- _PROMPT_: What lines of the data below hold the string "common"? Copy each one.

═══

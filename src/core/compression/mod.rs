// String and archive compression
pub mod common;
pub mod filters;
pub mod resolver;
pub mod string;
pub mod tar_handler;
pub mod zip_handler;

#[path = "7z_handler.rs"]
pub mod sevenz_handler;

pub use common::{ArchiveAdapter, ArchiveKind, TarCompression};
pub use filters::{
    ArchiveFormat, CompressString, CompressToArchive, CompressToArchiveOptions, DecompressArchive,
    DecompressArchiveOptions, DecompressString, StringCodec, StringCompressionOptions,
};
pub use resolver::{
    adapter_for, AggregateArchiveAdapterResolver, ArchiveAdapterResolver, FileExtensionArchiveAdapterResolver,
    MimeTypeArchiveAdapterResolver,
};
pub use sevenz_handler::SevenZAdapter;
pub use string::{Bz2Adapter, GzAdapter, GzMode, StringCompressionAdapter};
pub use tar_handler::TarAdapter;
pub use zip_handler::ZipAdapter;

═══

- _ANSWER SECTION_:
pub mod common;
pub use common::{ArchiveAdapter, ArchiveKind, TarCompression};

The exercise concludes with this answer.